Tuesday, March 11, 2014

Beyond RenderScript - parallelism with NEON


My last post about the parallel implementation of Distributed Time Warping (DTW) algorithm was a disappointment. The RenderScript runtime executed the parallel implementation significantly slower than the single-core implementation (also implemented with RenderScript). It turned out that parallelizing the processing of 10000-50000 element vectors on multiple cores were not worth the cost of the multi-thread processing and all the overhead that comes with it (threads, semaphores, etc.). One core must be allocated a significantly larger workload but our DTW algorithm is not able to generate such a large, independent workload because rows of the DTW matrix depend on each other.

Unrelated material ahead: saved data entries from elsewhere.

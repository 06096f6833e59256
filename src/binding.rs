//! Path-addressed access to a form record, for UI field controllers.
//!
//! A UI input binds to one [`FieldPath`], reads and writes its value as a
//! [`FieldValue`], and shows whatever errors are attached at that path.

use chrono::NaiveDate;

use crate::error::{BindingError, FieldError, FieldErrors};
use crate::path::{FieldPath, PathSegment};
use crate::record::{AttachedFile, DocumentEntry, FormRecord};

/// The value held by one bound field.
#[derive(Debug, Clone, PartialEq, Eq)]
pub enum FieldValue {
    Text(String),
    Bool(bool),
    Date(Option<NaiveDate>),
    File(Option<AttachedFile>),
}

impl FieldValue {
    /// Name of the kind, as used in [`BindingError::KindMismatch`].
    pub fn kind(&self) -> &'static str {
        match self {
            FieldValue::Text(_) => "text",
            FieldValue::Bool(_) => "bool",
            FieldValue::Date(_) => "date",
            FieldValue::File(_) => "file",
        }
    }
}

/// A live form that UI fields bind to.
pub trait FieldBinding {
    /// Current value at `path`, or `None` when no field lives there.
    fn get(&self, path: &FieldPath) -> Option<FieldValue>;

    /// Writes `value` at `path`.
    fn set(&mut self, path: &FieldPath, value: FieldValue) -> Result<(), BindingError>;

    /// Replaces the attached errors with `errors`.
    fn attach_errors(&mut self, errors: &FieldErrors);

    /// Errors attached exactly at `path`.
    fn errors_at(&self, path: &FieldPath) -> Vec<&FieldError>;

    fn clear_errors(&mut self);
}

const DOCUMENTS: &str = "documents";

impl FormRecord {
    /// Reads the field at `path`.
    ///
    /// Top-level fields use their form names (`firstName`, `sameAsResidential`,
    /// ...); document fields are `documents[i].fileName`, `.fileType` and
    /// `.file`.
    pub fn get_field(&self, path: &FieldPath) -> Option<FieldValue> {
        match path.as_slice() {
            [PathSegment::Field(name)] => match name.as_str() {
                "sameAsResidential" => Some(FieldValue::Bool(self.same_as_residential)),
                "dateOfBirth" => Some(FieldValue::Date(self.date_of_birth)),
                other => self.text_field(other).cloned().map(FieldValue::Text),
            },
            [PathSegment::Field(list), PathSegment::Index(index), PathSegment::Field(name)]
                if list == DOCUMENTS =>
            {
                let entry = self.documents.get(*index)?;
                match name.as_str() {
                    "fileName" => Some(FieldValue::Text(entry.file_name.clone())),
                    "fileType" => Some(FieldValue::Text(entry.declared_type.clone())),
                    "file" => Some(FieldValue::File(entry.file.clone())),
                    _ => None,
                }
            }
            _ => None,
        }
    }

    /// Writes the field at `path`. The value kind must match the field.
    pub fn set_field(&mut self, path: &FieldPath, value: FieldValue) -> Result<(), BindingError> {
        let mismatch = |expected| BindingError::KindMismatch {
            path: path.clone(),
            expected,
        };
        let unknown = || BindingError::UnknownPath(path.clone());

        match path.as_slice() {
            [PathSegment::Field(name)] => match (name.as_str(), value) {
                ("sameAsResidential", FieldValue::Bool(v)) => self.same_as_residential = v,
                ("sameAsResidential", _) => return Err(mismatch("bool")),
                ("dateOfBirth", FieldValue::Date(v)) => self.date_of_birth = v,
                ("dateOfBirth", _) => return Err(mismatch("date")),
                (other, value) => {
                    let slot = self.text_field_mut(other).ok_or_else(unknown)?;
                    match value {
                        FieldValue::Text(v) => *slot = v,
                        _ => return Err(mismatch("text")),
                    }
                }
            },
            [PathSegment::Field(list), PathSegment::Index(index), PathSegment::Field(name)]
                if list == DOCUMENTS =>
            {
                let entry = self.documents.get_mut(*index).ok_or_else(unknown)?;
                set_document_field(entry, name, value).map_err(|e| match e {
                    Some(expected) => mismatch(expected),
                    None => unknown(),
                })?;
            }
            _ => return Err(unknown()),
        }
        Ok(())
    }

    fn text_field(&self, name: &str) -> Option<&String> {
        Some(match name {
            "firstName" => &self.first_name,
            "lastName" => &self.last_name,
            "email" => &self.email,
            "residentialLine1" => &self.residential_line1,
            "residentialLine2" => &self.residential_line2,
            "permanentLine1" => &self.permanent_line1,
            "permanentLine2" => &self.permanent_line2,
            _ => return None,
        })
    }

    fn text_field_mut(&mut self, name: &str) -> Option<&mut String> {
        Some(match name {
            "firstName" => &mut self.first_name,
            "lastName" => &mut self.last_name,
            "email" => &mut self.email,
            "residentialLine1" => &mut self.residential_line1,
            "residentialLine2" => &mut self.residential_line2,
            "permanentLine1" => &mut self.permanent_line1,
            "permanentLine2" => &mut self.permanent_line2,
            _ => return None,
        })
    }
}

/// `Err(None)` for an unknown field, `Err(Some(kind))` for a kind mismatch.
fn set_document_field(
    entry: &mut DocumentEntry,
    name: &str,
    value: FieldValue,
) -> Result<(), Option<&'static str>> {
    match (name, value) {
        ("fileName", FieldValue::Text(v)) => entry.file_name = v,
        ("fileType", FieldValue::Text(v)) => entry.declared_type = v,
        ("file", FieldValue::File(v)) => entry.file = v,
        ("fileName" | "fileType", _) => return Err(Some("text")),
        ("file", _) => return Err(Some("file")),
        _ => return Err(None),
    }
    Ok(())
}

#[cfg(test)]
mod tests {
    use super::*;

    fn path(s: &str) -> FieldPath {
        FieldPath::parse(s).unwrap()
    }

    #[test]
    fn test_get_and_set_text() {
        let mut record = FormRecord::default();
        record
            .set_field(&path("firstName"), FieldValue::Text("Ada".into()))
            .unwrap();
        assert_eq!(record.first_name, "Ada");
        assert_eq!(
            record.get_field(&path("firstName")),
            Some(FieldValue::Text("Ada".into()))
        );
    }

    #[test]
    fn test_document_fields() {
        let mut record = FormRecord::default();
        let file = AttachedFile::new("scan.pdf", "application/pdf", vec![1, 2]);
        record
            .set_field(&path("documents[0].file"), FieldValue::File(Some(file.clone())))
            .unwrap();
        record
            .set_field(&path("documents[0].fileType"), FieldValue::Text("application/pdf".into()))
            .unwrap();

        assert_eq!(
            record.get_field(&path("documents[0].file")),
            Some(FieldValue::File(Some(file)))
        );
        assert_eq!(record.documents.get(0).unwrap().declared_type, "application/pdf");
        assert_eq!(record.get_field(&path("documents[1].file")), None);
    }

    #[test]
    fn test_unknown_path() {
        let mut record = FormRecord::default();
        assert_eq!(
            record.set_field(&path("nickname"), FieldValue::Text("x".into())),
            Err(BindingError::UnknownPath(path("nickname")))
        );
        assert_eq!(
            record.set_field(&path("documents[3].fileName"), FieldValue::Text("x".into())),
            Err(BindingError::UnknownPath(path("documents[3].fileName")))
        );
        assert_eq!(record.get_field(&path("documents[0].size")), None);
    }

    #[test]
    fn test_kind_mismatch() {
        let mut record = FormRecord::default();
        let err = record
            .set_field(&path("sameAsResidential"), FieldValue::Text("yes".into()))
            .unwrap_err();
        assert_eq!(
            err,
            BindingError::KindMismatch {
                path: path("sameAsResidential"),
                expected: "bool"
            }
        );

        let err = record
            .set_field(&path("documents[0].file"), FieldValue::Bool(true))
            .unwrap_err();
        assert!(matches!(err, BindingError::KindMismatch { expected: "file", .. }));
        assert_eq!(FieldValue::Bool(true).kind(), "bool");
    }
}
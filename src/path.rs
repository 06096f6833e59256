//! Field paths for locating values in a form record.
//!
//! This module provides [`FieldPath`] and [`PathSegment`] types for addressing
//! fields of a [`FormRecord`](crate::FormRecord), including entries of its
//! document list (e.g., `documents[2].file`).

use std::fmt::{self, Display};
use std::str::FromStr;

/// A segment of a field path.
///
/// Paths are built from segments that represent either field access or list indexing.
#[derive(Debug, Clone, PartialEq, Eq, Hash)]
pub enum PathSegment {
    /// A named field (e.g., `email`, `fileName`)
    Field(String),
    /// A list index (e.g., `[0]`, `[2]`)
    Index(usize),
}

impl PathSegment {
    /// Creates a new field segment.
    pub fn field(name: impl Into<String>) -> Self {
        PathSegment::Field(name.into())
    }

    /// Creates a new index segment.
    pub fn index(idx: usize) -> Self {
        PathSegment::Index(idx)
    }

    /// Returns the field name if this is a field segment.
    pub fn as_field(&self) -> Option<&str> {
        match self {
            PathSegment::Field(name) => Some(name),
            PathSegment::Index(_) => None,
        }
    }
}

/// Error returned when a textual path cannot be parsed.
#[derive(Debug, Clone, PartialEq, Eq, thiserror::Error)]
#[error("invalid field path '{input}': {reason}")]
pub struct PathParseError {
    /// The text that failed to parse.
    pub input: String,
    /// What was wrong with it.
    pub reason: &'static str,
}

/// A path to a value inside a form record.
///
/// `FieldPath` represents locations like `documents[0].fileName` and provides
/// methods for building paths incrementally. Every [`FieldError`](crate::FieldError)
/// carries one, so errors on the third document's file can be told apart from
/// errors on the first.
///
/// # Example
///
/// ```rust
/// use paperwork::FieldPath;
///
/// let path = FieldPath::root()
///     .push_field("documents")
///     .push_index(2)
///     .push_field("file");
///
/// assert_eq!(path.to_string(), "documents[2].file");
/// ```
#[derive(Debug, Clone, PartialEq, Eq, Hash, Default)]
pub struct FieldPath {
    segments: Vec<PathSegment>,
}

impl FieldPath {
    /// Creates an empty path representing the whole record.
    pub fn root() -> Self {
        Self::default()
    }

    /// Creates a path from a single field segment.
    pub fn from_field(name: impl Into<String>) -> Self {
        Self {
            segments: vec![PathSegment::Field(name.into())],
        }
    }

    /// Parses a path written as `documents[2].file`.
    ///
    /// The empty string parses to the root path.
    ///
    /// # Example
    ///
    /// ```rust
    /// use paperwork::FieldPath;
    ///
    /// let path = FieldPath::parse("documents[1].fileType").unwrap();
    /// assert_eq!(
    ///     path,
    ///     FieldPath::root().push_field("documents").push_index(1).push_field("fileType")
    /// );
    /// ```
    pub fn parse(input: &str) -> Result<Self, PathParseError> {
        let fail = |reason| PathParseError {
            input: input.to_string(),
            reason,
        };

        let mut segments = Vec::new();
        let mut rest = input;
        while !rest.is_empty() {
            if let Some(after) = rest.strip_prefix('[') {
                let close = after.find(']').ok_or_else(|| fail("unclosed '['"))?;
                let idx = after[..close]
                    .parse::<usize>()
                    .map_err(|_| fail("index must be a non-negative integer"))?;
                segments.push(PathSegment::Index(idx));
                rest = &after[close + 1..];
            } else {
                if !segments.is_empty() {
                    rest = rest
                        .strip_prefix('.')
                        .ok_or_else(|| fail("expected '.' or '[' between segments"))?;
                }
                let end = rest.find(['.', '[']).unwrap_or(rest.len());
                if end == 0 {
                    return Err(fail("empty field name"));
                }
                segments.push(PathSegment::Field(rest[..end].to_string()));
                rest = &rest[end..];
            }
        }
        Ok(Self { segments })
    }

    /// Returns a new path with a field segment appended.
    ///
    /// This method does not modify the original path; it returns a new one.
    pub fn push_field(&self, name: impl Into<String>) -> Self {
        let mut segments = self.segments.clone();
        segments.push(PathSegment::Field(name.into()));
        Self { segments }
    }

    /// Returns a new path with an index segment appended.
    ///
    /// This method does not modify the original path; it returns a new one.
    pub fn push_index(&self, index: usize) -> Self {
        let mut segments = self.segments.clone();
        segments.push(PathSegment::Index(index));
        Self { segments }
    }

    /// Returns true if this is the root path (no segments).
    pub fn is_root(&self) -> bool {
        self.segments.is_empty()
    }

    /// Returns the number of segments in this path.
    pub fn len(&self) -> usize {
        self.segments.len()
    }

    /// Returns true if this path has no segments.
    pub fn is_empty(&self) -> bool {
        self.segments.is_empty()
    }

    /// Returns an iterator over the path segments.
    pub fn segments(&self) -> impl Iterator<Item = &PathSegment> {
        self.segments.iter()
    }

    /// Returns the segments as a slice, for pattern matching.
    pub fn as_slice(&self) -> &[PathSegment] {
        &self.segments
    }

    /// Returns true if `prefix` is this path or one of its ancestors.
    pub fn starts_with(&self, prefix: &FieldPath) -> bool {
        self.segments.starts_with(&prefix.segments)
    }

    /// Returns the parent path (all segments except the last), or None if this is root.
    pub fn parent(&self) -> Option<Self> {
        if self.segments.is_empty() {
            None
        } else {
            Some(Self {
                segments: self.segments[..self.segments.len() - 1].to_vec(),
            })
        }
    }

    /// Returns the last segment, or None if this is root.
    pub fn last(&self) -> Option<&PathSegment> {
        self.segments.last()
    }
}

impl FromStr for FieldPath {
    type Err = PathParseError;

    fn from_str(s: &str) -> Result<Self, Self::Err> {
        Self::parse(s)
    }
}

impl Display for FieldPath {
    fn fmt(&self, f: &mut fmt::Formatter<'_>) -> fmt::Result {
        for (i, segment) in self.segments.iter().enumerate() {
            match segment {
                PathSegment::Field(name) => {
                    if i > 0 {
                        write!(f, ".")?;
                    }
                    write!(f, "{}", name)?;
                }
                PathSegment::Index(idx) => write!(f, "[{}]", idx)?,
            }
        }
        Ok(())
    }
}
//! Integration tests for payload assembly.

use chrono::NaiveDate;
use paperwork::{
    assemble, validate_at, AttachedFile, DocumentEntry, FormRecord, PayloadValue, ValidRecord,
    ValidationContext,
};

fn ctx() -> ValidationContext {
    ValidationContext::at(NaiveDate::from_ymd_opt(2024, 6, 1).unwrap())
}

fn record(same_as_residential: bool) -> FormRecord {
    FormRecord {
        first_name: "Grace".into(),
        last_name: "Hopper".into(),
        email: "grace@navy.example".into(),
        date_of_birth: NaiveDate::from_ymd_opt(1986, 12, 9),
        same_as_residential,
        residential_line1: "Street three".into(),
        residential_line2: "Arlington".into(),
        permanent_line1: "Street four".into(),
        permanent_line2: "New York".into(),
        documents: vec![
            DocumentEntry::new(
                "Passport",
                "application/pdf",
                Some(AttachedFile::new("passport.pdf", "application/pdf", b"%PDF-1.7".to_vec())),
            ),
            DocumentEntry::new(
                "Photo",
                "image/png",
                Some(AttachedFile::new("me.PNG", "image/png", vec![0x89, b'P', b'N', b'G'])),
            ),
        ]
        .into_iter()
        .collect(),
        ..FormRecord::default()
    }
}

fn valid(same_as_residential: bool) -> ValidRecord {
    validate_at(&record(same_as_residential), &ctx()).unwrap()
}

fn text<'a>(value: Option<&'a PayloadValue>) -> Option<&'a str> {
    value.and_then(PayloadValue::as_text)
}

#[test]
fn test_text_fields() {
    let payload = assemble(&valid(true));

    assert_eq!(text(payload.get("name")), Some("Grace Hopper"));
    assert_eq!(text(payload.get("dob")), Some("1986-12-09T00:00:00.000Z"));
    assert_eq!(text(payload.get("email")), Some("grace@navy.example"));
    assert_eq!(text(payload.get("residentialAddress")), Some("Street three Arlington"));
    assert_eq!(text(payload.get("sameAsResidential")), Some("true"));
}

#[test]
fn test_permanent_address_omitted_when_same() {
    let payload = assemble(&valid(true));
    assert!(!payload.contains_key("permanentAddress"));
    assert!(payload.keys().all(|k| k != "permanentAddress"));
}

#[test]
fn test_permanent_address_present_when_different() {
    let payload = assemble(&valid(false));
    assert_eq!(text(payload.get("sameAsResidential")), Some("false"));
    assert_eq!(
        text(payload.get("permanentAddress")),
        Some("Street four New York")
    );
}

#[test]
fn test_key_order_and_repeated_document_keys() {
    let payload = assemble(&valid(false));
    let keys: Vec<_> = payload.keys().collect();
    assert_eq!(
        keys,
        vec![
            "name",
            "dob",
            "email",
            "residentialAddress",
            "sameAsResidential",
            "permanentAddress",
            "documentsFileName",
            "documentsFileType",
            "documents",
            "documentsFileName",
            "documentsFileType",
            "documents",
        ]
    );

    let names: Vec<_> = payload
        .get_all("documentsFileName")
        .filter_map(PayloadValue::as_text)
        .collect();
    assert_eq!(names, vec!["Passport", "Photo"]);

    let types: Vec<_> = payload
        .get_all("documentsFileType")
        .filter_map(PayloadValue::as_text)
        .collect();
    assert_eq!(types, vec!["application/pdf", "image/png"]);
}

#[test]
fn test_file_parts_carry_reported_name_and_mime() {
    let payload = assemble(&valid(true));
    let files: Vec<_> = payload
        .get_all("documents")
        .filter_map(PayloadValue::as_file)
        .collect();

    assert_eq!(files.len(), 2);
    assert_eq!(files[0].file_name, "passport.pdf");
    assert_eq!(files[0].mime_type, "application/pdf");
    assert_eq!(&files[0].bytes[..], b"%PDF-1.7");
    assert_eq!(files[1].file_name, "me.PNG");
}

So in order to exploit RenderScript multi-core support, it is best to have an algorithm where the output depends on only the input and not on some intermediate result because this type of algorithm can be sliced up easily to multiple cores.

It would have been such a waste to discard our quite complicated parallel processing DTW algorithm so I turned to other means of parallel execution. Multi-core is one option but the ARM processors in popular Android devices have another parallel execution engine, internal to the core, the NEON execution engine. One NEON instruction is able to process 4 32-bit integers in parallel (see picture below). Can we speed up DTW fourfold with this option?



NEON is actually quite an old technology, even Nexus One was equipped with it. It is much more widely deployed therefore than multi-core CPUs. While ordinary applications can take advantage of multi-core CPUs (e.g. two processes can execute in parallel on two cores), NEON programs are difficult to write. Although some compilers claim the ability to generate NEON code and template libraries are available, the experience is that the potential performance benefits cannot be exploited without hand-coding in assembly and that's not for the faint hearted.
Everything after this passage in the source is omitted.